//! Studio model (`.mdl`) parser and material appender.
//!
//! Studio models reference their materials through three tables: texture
//! descriptors naming each material, texture search directories, and skin
//! families mapping each texture reference to a slot. This crate loads a
//! model, appends new materials and skin families, and writes a new file
//! without disturbing any of the original data.
//!
//! # File Format
//!
//! All integers are little-endian and structures are packed:
//! - 408 bytes: [`StudioHeader`], starting with the `IDST` signature
//! - Texture descriptors: 64 bytes each, name offsets relative to the record
//! - Texture directory table: absolute `i32` offsets to directory strings
//! - Skin table: `numskinfamilies * numskinref` `i16` slot indices
//! - Surface property: a null-terminated string
//! - Key values: a length-delimited text blob
//!
//! # Rebuilding
//!
//! Appends never edit tables in place. The original file is copied verbatim
//! and fresh copies of the texture, directory, skin and string tables are
//! laid out after its end, with the header re-pointed at them.
//!
//! # Example
//!
//! ```no_run
//! use propcolor_mdl::StudioModel;
//!
//! let mut model = StudioModel::load("crate01.mdl")?;
//! println!("Textures: {:?}", model.texture_names());
//!
//! // One new skin per color variant
//! model.add_materials_with_skins(&["props/colored/crate01_red", "props/colored/crate01_blue"])?;
//! model.save("crate01_colored.mdl")?;
//! # Ok::<(), Box<dyn std::error::Error>>(())
//! ```

mod error;
mod header;
mod layout;
mod model;
mod summary;
mod texture;

pub use error::{Error, Result};
pub use header::StudioHeader;
pub use layout::{directory_of, Layout, TextureTables};
pub use model::StudioModel;
pub use summary::ModelSummary;
pub use texture::StudioTexture;
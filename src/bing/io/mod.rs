use std::fmt;
use std::fs::{read_to_string, write};
use std::ops::{Deref, DerefMut};
use std::path::{Path, PathBuf};

use anyhow::{Context, Error};
use once_cell::sync::Lazy;
use serde::{Deserialize, Serialize};
use serde_json::{from_str, to_string_pretty};

use crate::bing::limits::SystemLimits;

pub(crate) mod messages;

/// Name of the preferences file, stored in the user's home directory.
pub(crate) const PREFERENCES_NAME: &str = ".bing_image_downloader_config.json";

/// Filename pattern used when the user has not picked one.
pub(crate) const DEFAULT_PATTERN: &str = "$date$sep$index$sep$prompt";

/// Full path of the preferences file. Falls back to the working directory when no home is known.
pub(crate) static PREFERENCES_PATH: Lazy<PathBuf> = Lazy::new(|| {
    dirs::home_dir()
        .unwrap_or_else(|| PathBuf::from("."))
        .join(PREFERENCES_NAME)
});

/// Where image URLs come from.
#[derive(Serialize, Deserialize, Debug, Clone, Copy, PartialEq, Eq, Default)]
pub(crate) enum SourceMethod {
    /// Collections are listed through the authenticated API.
    #[default]
    #[serde(rename = "API")]
    Api,
    /// Image URLs are read from a local file.
    #[serde(rename = "File")]
    File,
}

impl SourceMethod {
    pub(crate) fn variants() -> &'static [SourceMethod] {
        &[SourceMethod::Api, SourceMethod::File]
    }

    /// Lowercase name used by the run configuration.
    pub(crate) fn method_name(&self) -> &'static str {
        match self {
            SourceMethod::Api => "api",
            SourceMethod::File => "file",
        }
    }
}

impl fmt::Display for SourceMethod {
    fn fmt(&self, f: &mut fmt::Formatter<'_>) -> fmt::Result {
        match self {
            SourceMethod::Api => write!(f, "API"),
            SourceMethod::File => write!(f, "File"),
        }
    }
}

/// Everything the user entered in the form, restored on the next start.
#[derive(Serialize, Deserialize, Debug, Clone, PartialEq, Eq)]
pub(crate) struct Preferences {
    #[serde(default)]
    pub(crate) source: SourceMethod,
    #[serde(default)]
    pub(crate) cookie: String,
    /// Comma-separated collection names, exactly as typed.
    #[serde(default)]
    pub(crate) collections: String,
    #[serde(default)]
    pub(crate) destination_folder: String,
    #[serde(default = "default_pattern")]
    pub(crate) pattern: String,
    #[serde(default = "default_use_local_time")]
    pub(crate) use_local_time: bool,
    #[serde(default)]
    pub(crate) delete_collection: bool,
    #[serde(default)]
    pub(crate) detailed_stats: bool,
    /// Max open connections. Absent from the file means no limit was picked.
    #[serde(default, skip_serializing_if = "Option::is_none")]
    pub(crate) connection_limit: Option<u32>,
    /// Memory cap in MB. Absent from the file means no limit was picked.
    #[serde(default, skip_serializing_if = "Option::is_none")]
    pub(crate) memory_limit: Option<u32>,
}

fn default_pattern() -> String { String::from(DEFAULT_PATTERN) }
fn default_use_local_time() -> bool { true }
fn default_connection_limit() -> Option<u32> {
    SystemLimits::platform_supported().then_some(SystemLimits::DEFAULT_CONNECTIONS)
}
fn default_memory_limit() -> Option<u32> {
    SystemLimits::platform_supported().then_some(SystemLimits::DEFAULT_MEMORY_MB)
}

impl Preferences {
    /// Loads the preferences at `path`.
    ///
    /// A missing file yields the defaults. A file that can't be read or parsed is logged and the
    /// defaults are used instead.
    pub(crate) fn load_from(path: &Path) -> Self {
        if !path.exists() {
            trace!("{}: does not exist, using defaults...", path.display());
            return Self::default();
        }

        match Self::read(path) {
            Ok(preferences) => {
                trace!("Preferences loaded from {}", path.display());
                preferences
            }
            Err(e) => {
                error!("Error loading configuration: {:#}", e);
                Self::default()
            }
        }
    }

    fn read(path: &Path) -> Result<Self, Error> {
        let contents = read_to_string(path)
            .with_context(|| format!("Failed to read preferences file: {}", path.display()))?;
        let preferences = from_str(&contents)
            .with_context(|| format!("Failed to parse preferences file: {}", path.display()))?;
        Ok(preferences)
    }

    /// Writes the preferences to `path` as pretty JSON.
    pub(crate) fn save_to(&self, path: &Path) -> Result<(), Error> {
        let json = to_string_pretty(self)?;
        write(path, json)
            .with_context(|| format!("Failed to write preferences file: {}", path.display()))?;
        trace!("Preferences saved to {}", path.display());
        Ok(())
    }

    /// The system limits the user picked, if the platform has any.
    pub(crate) fn system_limits(&self) -> Option<SystemLimits> {
        match (self.connection_limit, self.memory_limit) {
            (None, None) => None,
            (connections, memory) => Some(SystemLimits::new(
                connections.unwrap_or(SystemLimits::DEFAULT_CONNECTIONS),
                memory.unwrap_or(SystemLimits::DEFAULT_MEMORY_MB),
            )),
        }
    }
}

impl Default for Preferences {
    fn default() -> Self {
        Preferences {
            source: SourceMethod::Api,
            cookie: String::new(),
            collections: String::new(),
            destination_folder: String::new(),
            pattern: default_pattern(),
            use_local_time: default_use_local_time(),
            delete_collection: false,
            detailed_stats: false,
            connection_limit: default_connection_limit(),
            memory_limit: default_memory_limit(),
        }
    }
}

/// The preferences of a running program, written back to disk when dropped.
pub(crate) struct PreferencesSession {
    preferences: Preferences,
    path: PathBuf,
}

impl PreferencesSession {
    /// Opens the preferences in the user's home.
    pub(crate) fn open() -> Self {
        Self::open_at(PREFERENCES_PATH.clone())
    }

    pub(crate) fn open_at(path: PathBuf) -> Self {
        PreferencesSession {
            preferences: Preferences::load_from(&path),
            path,
        }
    }

    /// Saves now and only logs on failure.
    pub(crate) fn save_or_log(&self) {
        if let Err(e) = self.preferences.save_to(&self.path) {
            error!("Error saving configuration: {:#}", e);
        }
    }
}

impl Deref for PreferencesSession {
    type Target = Preferences;

    fn deref(&self) -> &Preferences {
        &self.preferences
    }
}

impl DerefMut for PreferencesSession {
    fn deref_mut(&mut self) -> &mut Preferences {
        &mut self.preferences
    }
}

impl Drop for PreferencesSession {
    fn drop(&mut self) {
        self.save_or_log();
    }
}
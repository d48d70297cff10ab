use std::fs::create_dir_all;
use std::io;
use std::path::PathBuf;

use thiserror::Error;

use crate::bing::io::messages::Language;
use crate::bing::io::{Preferences, SourceMethod};
use crate::bing::limits::SystemLimits;

/// Token every API cookie has to start with.
pub(crate) const COOKIE_PREFIX: &str = "_U=";

/// Reasons a download can't start.
#[derive(Error, Debug)]
pub(crate) enum ValidationError {
    #[error("no cookie given for the API method")]
    NoCookie,

    #[error("no collection names given")]
    NoCollections,

    #[error("no destination folder given")]
    NoFolder,

    #[error("could not create destination folder: {0}")]
    CreateFolder(#[source] io::Error),
}

impl ValidationError {
    /// The message shown to the user, in their language.
    pub(crate) fn user_message(&self, language: Language) -> String {
        match self {
            ValidationError::NoCookie => language.error_no_cookie().to_string(),
            ValidationError::NoCollections => language.error_no_collections().to_string(),
            ValidationError::NoFolder => language.error_no_folder().to_string(),
            ValidationError::CreateFolder(e) => language.error_create_folder(&e.to_string()),
        }
    }
}

/// Form input that passed validation.
#[derive(Debug, Clone, PartialEq, Eq)]
pub(crate) struct DownloadRequest {
    pub(crate) source: SourceMethod,
    /// Normalized cookie, only set for the API method.
    pub(crate) cookie: Option<String>,
    pub(crate) collections: Vec<String>,
    pub(crate) destination: PathBuf,
    pub(crate) pattern: String,
    pub(crate) use_local_time: bool,
    pub(crate) delete_collection: bool,
    pub(crate) detailed_stats: bool,
    pub(crate) limits: Option<SystemLimits>,
}

/// Checks the form before a download starts, creating the destination folder if needed.
pub(crate) fn validate(preferences: &Preferences) -> Result<DownloadRequest, ValidationError> {
    if preferences.source == SourceMethod::Api && preferences.cookie.trim().is_empty() {
        return Err(ValidationError::NoCookie);
    }

    let collections = split_collections(&preferences.collections);
    if collections.is_empty() {
        return Err(ValidationError::NoCollections);
    }

    let destination = preferences.destination_folder.trim();
    if destination.is_empty() {
        return Err(ValidationError::NoFolder);
    }

    let destination = PathBuf::from(destination);
    if !destination.exists() {
        info!("Creating destination folder {}", destination.display());
        create_dir_all(&destination).map_err(ValidationError::CreateFolder)?;
    }

    let cookie = match preferences.source {
        SourceMethod::Api => Some(normalize_cookie(&preferences.cookie)),
        SourceMethod::File => None,
    };

    Ok(DownloadRequest {
        source: preferences.source,
        cookie,
        collections,
        destination,
        pattern: preferences.pattern.clone(),
        use_local_time: preferences.use_local_time,
        delete_collection: preferences.delete_collection,
        detailed_stats: preferences.detailed_stats,
        limits: preferences.system_limits(),
    })
}

/// Splits the comma-separated collection field, dropping blank names.
pub(crate) fn split_collections(collections: &str) -> Vec<String> {
    collections
        .split(',')
        .map(str::trim)
        .filter(|name| !name.is_empty())
        .map(String::from)
        .collect()
}

/// Makes sure the cookie starts with `_U=`.
pub(crate) fn normalize_cookie(cookie: &str) -> String {
    let cookie = cookie.trim();
    if cookie.starts_with(COOKIE_PREFIX) {
        cookie.to_string()
    } else {
        format!("{}{}", COOKIE_PREFIX, cookie)
    }
}

/// A shortened cookie that is safe to print.
pub(crate) fn cookie_preview(cookie: &str) -> String {
    let shown: String = cookie.chars().take(COOKIE_PREFIX.len() + 4).collect();
    format!("{}{}", shown, "*".repeat(8))
}
use std::env::{self, current_dir};
use std::io;
use std::process::exit;
use std::sync::{Arc, Mutex};

use anyhow::Error;
use console::Term;

use crate::bing::config::{RunConfig, RunContext};
use crate::bing::io::{Preferences, PreferencesSession};
use crate::bing::io::messages::Language;
use crate::bing::tui::download_progress_bar;
use crate::bing::tui::form::ConfigForm;
use crate::bing::validation::{self, DownloadRequest, cookie_preview};
use crate::bing::worker::{CancellationFlag, DownloadWorker, WorkerEvent};

/// The name of the cargo package.
const NAME: &str = env!("CARGO_PKG_NAME");

/// The version of the cargo package.
const VERSION: &str = env!("CARGO_PKG_VERSION");

/// The authors who created the package.
const AUTHORS: &str = env!("CARGO_PKG_AUTHORS");

/// Environment variable offered as the cookie when none is saved.
const COOKIE_VAR: &str = "COOKIE";

/// Exit code used when Ctrl-C is pressed outside a download.
const INTERRUPTED_EXIT_CODE: i32 = 130;

/// A program class that handles the flow of the downloader user experience and steps of execution.
pub(crate) struct Program {
    language: Language,
    /// Flag of the download currently running, if any.
    active: Arc<Mutex<Option<CancellationFlag>>>,
}

impl Program {
    /// Creates a new instance of the program.
    pub(crate) fn new() -> Self {
        Program {
            language: Language::system(),
            active: Arc::new(Mutex::new(None)),
        }
    }

    /// Runs the downloader program.
    pub(crate) fn run(&self) -> Result<(), Error> {
        Term::stdout().set_title(self.language.window_title());
        trace!("Starting bing image downloader...");
        trace!("Program Name: {}", NAME);
        trace!("Program Version: {}", VERSION);
        trace!("Program Authors: {}", AUTHORS);
        match current_dir() {
            Ok(dir) => trace!("Program Working Directory: {}", dir.display()),
            Err(e) => warn!("Unable to get working directory: {}", e),
        }

        self.install_interrupt_handler()?;

        // Dropping the session saves it, whichever way the program leaves.
        let mut session = PreferencesSession::open();
        if session.cookie.trim().is_empty() {
            if let Ok(cookie) = env::var(COOKIE_VAR) {
                trace!("Using cookie from the {} environment variable", COOKIE_VAR);
                session.cookie = cookie;
            }
        }

        if !console::user_attended() {
            info!("No terminal attached, downloading with the saved configuration...");
            return self.run_unattended(&session);
        }

        match self.run_interactive(&mut session) {
            Err(e) if closed_by_user(&e) => {
                trace!("Form closed by the user");
                Ok(())
            }
            result => result,
        }
    }

    fn run_interactive(&self, session: &mut PreferencesSession) -> Result<(), Error> {
        let form = ConfigForm::new(self.language);
        loop {
            **session = form.edit(session)?;
            if !form.confirm(self.language.start_download(), true)? {
                return Ok(());
            }

            let request = match validation::validate(session) {
                Ok(request) => request,
                Err(e) => {
                    error!("{}", e.user_message(self.language));
                    continue;
                }
            };

            session.save_or_log();
            self.download(&request)?;

            if !form.confirm(self.language.download_again(), false)? {
                return Ok(());
            }
        }
    }

    /// Ctrl-C cancels the running download, or exits when nothing is running.
    fn install_interrupt_handler(&self) -> Result<(), Error> {
        let active = Arc::clone(&self.active);
        ctrlc::set_handler(move || {
            let running = match active.lock() {
                Ok(guard) => guard.clone(),
                Err(poisoned) => poisoned.into_inner().clone(),
            };
            match running {
                Some(cancel) => cancel.cancel(),
                None => exit(INTERRUPTED_EXIT_CODE),
            }
        })?;
        Ok(())
    }

    fn run_unattended(&self, preferences: &Preferences) -> Result<(), Error> {
        match validation::validate(preferences) {
            Ok(request) => self.download(&request),
            Err(e) => {
                error!("{}", e.user_message(self.language));
                Ok(())
            }
        }
    }

    fn set_active(&self, cancel: Option<CancellationFlag>) {
        match self.active.lock() {
            Ok(mut guard) => *guard = cancel,
            Err(poisoned) => *poisoned.into_inner() = cancel,
        }
    }

    /// Runs one download on a background thread and renders its events until it ends.
    fn download(&self, request: &DownloadRequest) -> Result<(), Error> {
        let lang = self.language;
        let config = RunConfig::load_base().apply_request(request);

        if let Some(cookie) = &request.cookie {
            info!("Using cookie: {}", cookie_preview(cookie));
        }
        info!("Starting download with configuration:");
        info!("Method: {}", config.image_source.method);
        info!("Collections: {}", request.collections.join(", "));
        info!("Destination folder: {}", request.destination.display());
        info!("Filename pattern: {}", config.filename.filename_pattern);

        let limits = request.limits.map(|limits| limits.resolve());
        if let Some(limits) = &limits {
            info!("System limits:");
            info!("Max connections: {}", limits.max_connections());
            info!("Memory limit: {} MB", limits.memory_mb());
        }
        debug!("Run configuration: {:?}", config);

        let context = RunContext {
            config,
            cookie: request.cookie.clone(),
            destination: request.destination.clone(),
            limits: limits.unwrap_or_default(),
        };

        let cancel = CancellationFlag::new();
        self.set_active(Some(cancel.clone()));
        let worker = match DownloadWorker::spawn(context, cancel) {
            Ok(worker) => worker,
            Err(e) => {
                self.set_active(None);
                return Err(e);
            }
        };
        info!("{} ({})", lang.starting_download(), lang.cancel_hint());

        let progress_bar = download_progress_bar();
        for event in worker.events().iter() {
            match event {
                WorkerEvent::Log(line) => {
                    debug!("{}", line);
                    progress_bar.println(line);
                }
                WorkerEvent::Total(total) => progress_bar.set_length(total as u64),
                WorkerEvent::Progress { completed, total } => {
                    progress_bar.set_length(total as u64);
                    progress_bar.set_position(completed as u64);
                }
                WorkerEvent::Finished(summary) => {
                    progress_bar.finish_and_clear();
                    for line in summary.message(lang).lines() {
                        info!("{}", line);
                    }
                }
                WorkerEvent::Cancelled(summary) => {
                    progress_bar.abandon();
                    warn!("{}", lang.download_cancelled());
                    info!("{}", lang.successful_downloads(summary.successful, summary.total));
                }
                WorkerEvent::Failed(message) => {
                    progress_bar.abandon();
                    error!("Error: {}", message);
                }
            }
        }

        worker.join();
        self.set_active(None);
        Ok(())
    }
}

/// Whether `error` is a prompt interrupted by Ctrl-C, which closes the form like any other exit.
fn closed_by_user(error: &Error) -> bool {
    matches!(
        error.downcast_ref::<dialoguer::Error>(),
        Some(dialoguer::Error::IO(e)) if e.kind() == io::ErrorKind::Interrupted
    )
}

#[cfg(test)]
mod tests {
    use super::*;

    #[test]
    fn test_interrupted_prompt_closes_normally() {
        let error = Error::from(dialoguer::Error::IO(io::Error::from(io::ErrorKind::Interrupted)));
        assert!(closed_by_user(&error));
    }

    #[test]
    fn test_other_errors_are_reported() {
        let error = Error::from(dialoguer::Error::IO(io::Error::from(io::ErrorKind::BrokenPipe)));
        assert!(!closed_by_user(&error));
        assert!(!closed_by_user(&anyhow::anyhow!("Failed to start download thread")));
    }
}
use console::style;
use dialoguer::theme::ColorfulTheme;
use dialoguer::{Confirm, Input, Select};

use crate::bing::io::messages::Language;
use crate::bing::io::{Preferences, SourceMethod};
use crate::bing::limits::SystemLimits;

/// The configuration form shown before every download.
pub(crate) struct ConfigForm {
    theme: ColorfulTheme,
    language: Language,
}

impl ConfigForm {
    pub(crate) fn new(language: Language) -> Self {
        ConfigForm {
            theme: ColorfulTheme::default(),
            language,
        }
    }

    /// Asks for every setting, starting from `current`.
    pub(crate) fn edit(&self, current: &Preferences) -> dialoguer::Result<Preferences> {
        let lang = self.language;
        println!("{}", style(lang.config_group()).bold().underlined());

        let sources = SourceMethod::variants();
        let selected = Select::with_theme(&self.theme)
            .with_prompt(lang.image_source())
            .items(sources)
            .default(sources.iter().position(|s| *s == current.source).unwrap_or(0))
            .interact()?;
        let source = sources[selected];

        let cookie = if source == SourceMethod::Api {
            println!("{}", style(lang.cookie_help()).dim());
            self.text(lang.cookie_label(), &current.cookie)?
        } else {
            current.cookie.clone()
        };

        let collections = self.text(lang.collections_label(), &current.collections)?;
        let destination_folder = self.text(lang.destination_folder(), &current.destination_folder)?;
        let pattern: String = Input::with_theme(&self.theme)
            .with_prompt(lang.filename_pattern())
            .with_initial_text(&current.pattern)
            .interact_text()?;

        let (connection_limit, memory_limit) = if SystemLimits::platform_supported() {
            println!("{}", style(lang.system_limits()).bold());
            let connections = self.limit(
                lang.max_connections(),
                current.connection_limit.unwrap_or(SystemLimits::DEFAULT_CONNECTIONS),
                *SystemLimits::CONNECTION_RANGE.start(),
                *SystemLimits::CONNECTION_RANGE.end(),
            )?;
            let memory = self.limit(
                lang.memory_limit(),
                current.memory_limit.unwrap_or(SystemLimits::DEFAULT_MEMORY_MB),
                *SystemLimits::MEMORY_RANGE.start(),
                *SystemLimits::MEMORY_RANGE.end(),
            )?;
            (Some(connections), Some(memory))
        } else {
            (current.connection_limit, current.memory_limit)
        };

        let use_local_time = self.confirm(lang.use_local_time(), current.use_local_time)?;
        let delete_collection = self.confirm(lang.delete_collection(), current.delete_collection)?;
        let detailed_stats = self.confirm(lang.detailed_stats(), current.detailed_stats)?;

        Ok(Preferences {
            source,
            cookie,
            collections,
            destination_folder,
            pattern,
            use_local_time,
            delete_collection,
            detailed_stats,
            connection_limit,
            memory_limit,
        })
    }

    /// A yes/no question.
    pub(crate) fn confirm(&self, prompt: &str, default: bool) -> dialoguer::Result<bool> {
        Confirm::with_theme(&self.theme)
            .with_prompt(prompt)
            .default(default)
            .show_default(true)
            .interact()
    }

    fn text(&self, prompt: &str, initial: &str) -> dialoguer::Result<String> {
        Input::with_theme(&self.theme)
            .with_prompt(prompt)
            .with_initial_text(initial)
            .allow_empty(true)
            .interact_text()
    }

    fn limit(&self, prompt: &str, default: u32, min: u32, max: u32) -> dialoguer::Result<u32> {
        Input::with_theme(&self.theme)
            .with_prompt(format!("{} ({}-{}, step {})", prompt, min, max, SystemLimits::STEP))
            .default(default)
            .validate_with(move |value: &u32| -> Result<(), String> {
                if (min..=max).contains(value) {
                    Ok(())
                } else {
                    Err(format!("Enter a value between {} and {}", min, max))
                }
            })
            .interact_text()
    }
}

::::::::::

Task statement: Filter the entries down to the lines that include the string "variants".

Exercise response:
    pub(crate) fn variants() -> &'static [SourceMethod] {
        let sources = SourceMethod::variants();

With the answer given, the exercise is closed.